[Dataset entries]
___

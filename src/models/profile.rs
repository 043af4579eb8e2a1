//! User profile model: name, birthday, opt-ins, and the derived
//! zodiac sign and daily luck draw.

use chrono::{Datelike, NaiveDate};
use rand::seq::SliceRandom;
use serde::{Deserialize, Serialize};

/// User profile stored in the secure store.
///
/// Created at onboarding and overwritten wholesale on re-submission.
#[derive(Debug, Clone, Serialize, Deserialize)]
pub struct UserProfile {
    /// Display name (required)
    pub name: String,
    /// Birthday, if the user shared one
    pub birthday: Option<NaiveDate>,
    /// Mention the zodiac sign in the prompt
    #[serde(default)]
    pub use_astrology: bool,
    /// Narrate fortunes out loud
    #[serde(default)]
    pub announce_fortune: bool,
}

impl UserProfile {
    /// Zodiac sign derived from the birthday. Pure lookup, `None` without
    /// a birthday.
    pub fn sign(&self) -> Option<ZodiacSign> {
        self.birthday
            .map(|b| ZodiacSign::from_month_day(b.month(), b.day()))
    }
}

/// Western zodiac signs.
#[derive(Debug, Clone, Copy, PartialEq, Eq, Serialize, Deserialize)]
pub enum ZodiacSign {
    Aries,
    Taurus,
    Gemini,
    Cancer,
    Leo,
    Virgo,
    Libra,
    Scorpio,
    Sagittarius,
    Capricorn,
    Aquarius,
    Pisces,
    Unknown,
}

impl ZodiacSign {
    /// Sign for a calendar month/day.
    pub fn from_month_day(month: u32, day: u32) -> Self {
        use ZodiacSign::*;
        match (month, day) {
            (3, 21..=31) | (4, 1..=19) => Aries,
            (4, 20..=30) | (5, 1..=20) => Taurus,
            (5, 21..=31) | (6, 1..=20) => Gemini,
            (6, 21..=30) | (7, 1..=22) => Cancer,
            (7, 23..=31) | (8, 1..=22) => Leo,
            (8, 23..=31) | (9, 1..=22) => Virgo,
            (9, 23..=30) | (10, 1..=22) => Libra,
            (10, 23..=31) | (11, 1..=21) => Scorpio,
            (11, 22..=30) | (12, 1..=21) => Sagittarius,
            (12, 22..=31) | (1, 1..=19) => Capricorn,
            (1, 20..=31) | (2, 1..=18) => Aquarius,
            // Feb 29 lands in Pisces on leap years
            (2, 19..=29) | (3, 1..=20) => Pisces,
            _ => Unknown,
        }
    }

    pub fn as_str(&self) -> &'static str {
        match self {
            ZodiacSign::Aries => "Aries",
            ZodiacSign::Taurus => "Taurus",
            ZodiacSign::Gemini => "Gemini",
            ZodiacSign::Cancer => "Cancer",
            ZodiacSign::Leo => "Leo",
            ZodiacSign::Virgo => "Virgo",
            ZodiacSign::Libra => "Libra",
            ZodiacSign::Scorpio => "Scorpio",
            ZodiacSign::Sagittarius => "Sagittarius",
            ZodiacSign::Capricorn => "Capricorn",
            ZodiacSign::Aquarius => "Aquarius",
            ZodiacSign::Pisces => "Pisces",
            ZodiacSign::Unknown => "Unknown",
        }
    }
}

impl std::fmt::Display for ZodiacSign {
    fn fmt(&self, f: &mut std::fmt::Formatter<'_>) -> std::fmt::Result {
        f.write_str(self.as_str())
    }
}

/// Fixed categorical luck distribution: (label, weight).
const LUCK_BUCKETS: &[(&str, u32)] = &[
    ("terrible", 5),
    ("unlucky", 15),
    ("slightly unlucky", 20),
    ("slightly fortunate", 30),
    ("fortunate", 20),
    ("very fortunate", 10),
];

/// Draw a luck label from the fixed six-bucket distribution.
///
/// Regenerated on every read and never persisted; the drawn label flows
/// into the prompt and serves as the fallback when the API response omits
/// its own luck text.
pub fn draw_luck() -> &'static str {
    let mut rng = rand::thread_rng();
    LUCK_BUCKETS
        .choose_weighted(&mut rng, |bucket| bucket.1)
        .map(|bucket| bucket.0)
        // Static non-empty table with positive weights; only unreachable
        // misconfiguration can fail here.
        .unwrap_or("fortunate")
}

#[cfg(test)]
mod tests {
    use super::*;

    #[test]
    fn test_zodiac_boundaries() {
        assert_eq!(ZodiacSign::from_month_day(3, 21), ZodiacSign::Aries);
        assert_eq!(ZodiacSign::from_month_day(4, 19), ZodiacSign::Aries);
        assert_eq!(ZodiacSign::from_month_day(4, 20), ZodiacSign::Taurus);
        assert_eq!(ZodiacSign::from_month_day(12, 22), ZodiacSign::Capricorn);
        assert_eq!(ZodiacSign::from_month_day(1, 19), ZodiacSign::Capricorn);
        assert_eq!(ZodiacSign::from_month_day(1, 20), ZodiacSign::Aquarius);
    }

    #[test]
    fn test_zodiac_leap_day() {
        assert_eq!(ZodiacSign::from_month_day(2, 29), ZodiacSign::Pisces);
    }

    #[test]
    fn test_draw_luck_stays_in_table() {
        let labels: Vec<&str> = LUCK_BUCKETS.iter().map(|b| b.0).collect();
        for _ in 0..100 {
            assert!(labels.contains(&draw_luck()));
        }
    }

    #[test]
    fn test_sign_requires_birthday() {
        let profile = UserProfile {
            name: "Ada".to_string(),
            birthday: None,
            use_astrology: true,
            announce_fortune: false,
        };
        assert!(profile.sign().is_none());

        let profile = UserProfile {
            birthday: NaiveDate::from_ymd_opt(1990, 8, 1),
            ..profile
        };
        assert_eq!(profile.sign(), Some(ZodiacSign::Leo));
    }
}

___

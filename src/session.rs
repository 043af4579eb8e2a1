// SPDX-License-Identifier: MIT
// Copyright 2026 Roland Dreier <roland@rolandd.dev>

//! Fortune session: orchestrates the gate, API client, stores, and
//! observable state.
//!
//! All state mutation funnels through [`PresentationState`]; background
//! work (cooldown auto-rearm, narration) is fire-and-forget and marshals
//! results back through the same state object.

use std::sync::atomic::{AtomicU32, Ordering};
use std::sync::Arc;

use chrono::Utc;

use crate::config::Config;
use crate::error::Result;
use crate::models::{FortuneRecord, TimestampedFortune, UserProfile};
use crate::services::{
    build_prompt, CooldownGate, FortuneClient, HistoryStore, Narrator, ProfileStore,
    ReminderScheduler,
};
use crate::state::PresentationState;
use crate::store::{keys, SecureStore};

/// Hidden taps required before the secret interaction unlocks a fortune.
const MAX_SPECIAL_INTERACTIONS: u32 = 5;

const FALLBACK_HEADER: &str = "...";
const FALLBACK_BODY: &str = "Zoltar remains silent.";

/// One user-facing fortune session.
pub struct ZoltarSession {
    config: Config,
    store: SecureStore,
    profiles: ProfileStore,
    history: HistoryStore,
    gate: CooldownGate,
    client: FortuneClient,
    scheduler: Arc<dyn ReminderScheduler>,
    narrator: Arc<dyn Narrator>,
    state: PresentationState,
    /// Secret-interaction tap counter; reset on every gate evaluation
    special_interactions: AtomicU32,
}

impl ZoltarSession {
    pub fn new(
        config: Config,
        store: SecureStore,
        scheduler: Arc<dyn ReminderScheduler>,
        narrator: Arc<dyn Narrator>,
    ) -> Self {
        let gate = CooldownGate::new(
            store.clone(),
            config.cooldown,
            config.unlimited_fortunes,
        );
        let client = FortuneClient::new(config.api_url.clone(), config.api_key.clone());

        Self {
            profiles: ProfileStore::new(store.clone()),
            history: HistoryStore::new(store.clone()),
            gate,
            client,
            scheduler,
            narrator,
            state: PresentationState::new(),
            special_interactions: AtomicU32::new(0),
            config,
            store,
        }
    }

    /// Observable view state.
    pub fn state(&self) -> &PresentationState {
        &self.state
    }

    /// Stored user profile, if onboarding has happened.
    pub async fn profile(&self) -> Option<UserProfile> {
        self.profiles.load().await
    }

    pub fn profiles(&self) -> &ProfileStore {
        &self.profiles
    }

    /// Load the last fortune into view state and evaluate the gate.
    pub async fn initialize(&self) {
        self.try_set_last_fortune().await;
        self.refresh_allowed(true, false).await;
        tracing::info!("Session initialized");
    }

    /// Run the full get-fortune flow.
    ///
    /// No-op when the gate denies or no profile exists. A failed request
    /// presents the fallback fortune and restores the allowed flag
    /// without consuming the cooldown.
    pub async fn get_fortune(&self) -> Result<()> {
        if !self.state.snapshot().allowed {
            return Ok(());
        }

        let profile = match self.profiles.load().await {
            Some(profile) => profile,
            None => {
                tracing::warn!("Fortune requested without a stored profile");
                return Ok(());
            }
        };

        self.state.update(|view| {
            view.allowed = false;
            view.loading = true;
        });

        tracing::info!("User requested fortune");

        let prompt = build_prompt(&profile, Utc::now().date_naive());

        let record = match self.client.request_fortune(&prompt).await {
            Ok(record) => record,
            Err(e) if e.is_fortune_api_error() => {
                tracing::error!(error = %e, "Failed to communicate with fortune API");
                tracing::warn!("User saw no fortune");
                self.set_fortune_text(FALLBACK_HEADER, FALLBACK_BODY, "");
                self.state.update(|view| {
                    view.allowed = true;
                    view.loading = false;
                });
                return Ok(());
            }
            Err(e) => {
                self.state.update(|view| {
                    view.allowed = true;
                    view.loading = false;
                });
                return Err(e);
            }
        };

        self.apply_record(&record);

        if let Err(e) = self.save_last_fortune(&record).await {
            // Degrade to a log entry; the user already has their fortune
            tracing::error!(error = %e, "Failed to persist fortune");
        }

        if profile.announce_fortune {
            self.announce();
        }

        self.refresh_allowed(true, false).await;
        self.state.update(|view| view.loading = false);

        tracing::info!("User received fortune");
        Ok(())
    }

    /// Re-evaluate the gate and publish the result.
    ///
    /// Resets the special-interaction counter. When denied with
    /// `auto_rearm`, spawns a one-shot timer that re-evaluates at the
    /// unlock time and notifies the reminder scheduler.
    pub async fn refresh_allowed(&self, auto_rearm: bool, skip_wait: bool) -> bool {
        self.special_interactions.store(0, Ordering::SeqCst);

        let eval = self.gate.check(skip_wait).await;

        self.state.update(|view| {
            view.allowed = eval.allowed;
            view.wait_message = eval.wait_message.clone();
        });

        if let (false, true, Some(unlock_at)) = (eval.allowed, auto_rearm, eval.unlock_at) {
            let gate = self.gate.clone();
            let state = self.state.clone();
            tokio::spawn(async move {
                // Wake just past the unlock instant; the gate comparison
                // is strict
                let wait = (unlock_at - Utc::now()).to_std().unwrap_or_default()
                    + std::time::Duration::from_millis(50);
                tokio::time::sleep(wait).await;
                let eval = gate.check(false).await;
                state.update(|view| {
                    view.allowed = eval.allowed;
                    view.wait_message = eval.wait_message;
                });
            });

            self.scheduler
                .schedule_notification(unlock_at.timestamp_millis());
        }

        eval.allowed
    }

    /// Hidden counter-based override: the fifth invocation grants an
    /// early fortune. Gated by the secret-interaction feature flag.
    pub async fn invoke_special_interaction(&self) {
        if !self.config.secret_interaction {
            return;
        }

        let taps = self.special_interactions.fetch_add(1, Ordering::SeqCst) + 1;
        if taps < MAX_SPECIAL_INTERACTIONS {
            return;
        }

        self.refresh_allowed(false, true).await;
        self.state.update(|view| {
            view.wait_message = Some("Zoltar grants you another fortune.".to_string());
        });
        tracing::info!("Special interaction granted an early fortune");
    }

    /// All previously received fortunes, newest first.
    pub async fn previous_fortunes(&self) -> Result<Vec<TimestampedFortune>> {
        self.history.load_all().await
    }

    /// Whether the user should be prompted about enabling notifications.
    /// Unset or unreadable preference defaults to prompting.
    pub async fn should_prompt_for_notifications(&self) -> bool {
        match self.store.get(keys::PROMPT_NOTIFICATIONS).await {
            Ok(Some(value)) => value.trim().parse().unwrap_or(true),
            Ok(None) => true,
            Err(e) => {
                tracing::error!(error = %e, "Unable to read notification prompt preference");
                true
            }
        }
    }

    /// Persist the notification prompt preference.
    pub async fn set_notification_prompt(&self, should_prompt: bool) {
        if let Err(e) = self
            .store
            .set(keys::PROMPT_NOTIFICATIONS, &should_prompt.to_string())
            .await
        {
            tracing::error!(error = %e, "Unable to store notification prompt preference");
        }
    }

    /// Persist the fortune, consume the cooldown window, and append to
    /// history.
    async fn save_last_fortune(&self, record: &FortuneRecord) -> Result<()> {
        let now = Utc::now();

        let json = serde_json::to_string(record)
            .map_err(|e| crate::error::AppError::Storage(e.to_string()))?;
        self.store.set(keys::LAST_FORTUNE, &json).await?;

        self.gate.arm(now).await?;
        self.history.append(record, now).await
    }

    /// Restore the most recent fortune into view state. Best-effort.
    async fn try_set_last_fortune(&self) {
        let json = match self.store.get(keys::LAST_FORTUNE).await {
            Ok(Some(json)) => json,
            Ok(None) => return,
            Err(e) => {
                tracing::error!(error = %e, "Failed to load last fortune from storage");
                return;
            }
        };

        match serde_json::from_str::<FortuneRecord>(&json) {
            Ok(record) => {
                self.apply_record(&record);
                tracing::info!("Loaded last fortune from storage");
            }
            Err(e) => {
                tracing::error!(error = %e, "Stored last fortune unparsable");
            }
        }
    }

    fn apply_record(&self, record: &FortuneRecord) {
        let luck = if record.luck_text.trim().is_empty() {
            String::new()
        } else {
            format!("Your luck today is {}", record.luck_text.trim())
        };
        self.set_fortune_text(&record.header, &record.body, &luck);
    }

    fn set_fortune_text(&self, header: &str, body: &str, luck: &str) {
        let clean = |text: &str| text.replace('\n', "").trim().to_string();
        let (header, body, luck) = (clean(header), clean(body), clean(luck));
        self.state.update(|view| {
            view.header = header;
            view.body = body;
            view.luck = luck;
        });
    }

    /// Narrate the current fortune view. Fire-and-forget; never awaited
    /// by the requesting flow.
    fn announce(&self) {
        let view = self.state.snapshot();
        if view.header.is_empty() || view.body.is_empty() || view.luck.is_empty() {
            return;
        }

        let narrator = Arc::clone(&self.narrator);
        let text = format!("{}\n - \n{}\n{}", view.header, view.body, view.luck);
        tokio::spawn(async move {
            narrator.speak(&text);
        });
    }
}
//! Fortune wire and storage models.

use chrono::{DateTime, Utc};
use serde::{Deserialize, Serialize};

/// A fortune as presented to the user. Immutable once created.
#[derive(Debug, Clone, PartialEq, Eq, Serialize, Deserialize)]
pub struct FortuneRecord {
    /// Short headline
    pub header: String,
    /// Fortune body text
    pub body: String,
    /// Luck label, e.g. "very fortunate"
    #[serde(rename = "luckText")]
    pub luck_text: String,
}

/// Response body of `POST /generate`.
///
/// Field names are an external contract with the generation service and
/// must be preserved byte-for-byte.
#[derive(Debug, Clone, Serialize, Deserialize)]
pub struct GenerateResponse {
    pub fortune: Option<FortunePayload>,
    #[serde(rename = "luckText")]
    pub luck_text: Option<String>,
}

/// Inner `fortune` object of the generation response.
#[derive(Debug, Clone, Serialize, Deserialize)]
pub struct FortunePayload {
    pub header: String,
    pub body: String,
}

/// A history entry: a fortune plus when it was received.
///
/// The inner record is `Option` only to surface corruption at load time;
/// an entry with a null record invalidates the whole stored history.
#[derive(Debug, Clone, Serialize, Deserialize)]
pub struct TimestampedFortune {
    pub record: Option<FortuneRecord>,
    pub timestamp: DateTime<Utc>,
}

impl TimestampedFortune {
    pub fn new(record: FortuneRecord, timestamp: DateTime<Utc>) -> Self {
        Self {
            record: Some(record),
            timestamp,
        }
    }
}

___

**WHAT IS REQUIRED**
Among the entries above, find the line with "filename src/models/profile.rs" and the line with "Western zodiac signs."; give again exactly these two lines and all lines between them.

**EXERCISE ANSWER**
filename src/models/profile.rs
repository 043af4579eb8e2a1
//! User profile model: name, birthday, opt-ins, and the derived
//! zodiac sign and daily luck draw.

use chrono::{Datelike, NaiveDate};
use rand::seq::SliceRandom;
use serde::{Deserialize, Serialize};

/// User profile stored in the secure store.
///
/// Created at onboarding and overwritten wholesale on re-submission.
#[derive(Debug, Clone, Serialize, Deserialize)]
pub struct UserProfile {
    /// Display name (required)
    pub name: String,
    /// Birthday, if the user shared one
    pub birthday: Option<NaiveDate>,
    /// Mention the zodiac sign in the prompt
    #[serde(default)]
    pub use_astrology: bool,
    /// Narrate fortunes out loud
    #[serde(default)]
    pub announce_fortune: bool,
}

impl UserProfile {
    /// Zodiac sign derived from the birthday. Pure lookup, `None` without
    /// a birthday.
    pub fn sign(&self) -> Option<ZodiacSign> {
        self.birthday
            .map(|b| ZodiacSign::from_month_day(b.month(), b.day()))
    }
}

/// Western zodiac signs.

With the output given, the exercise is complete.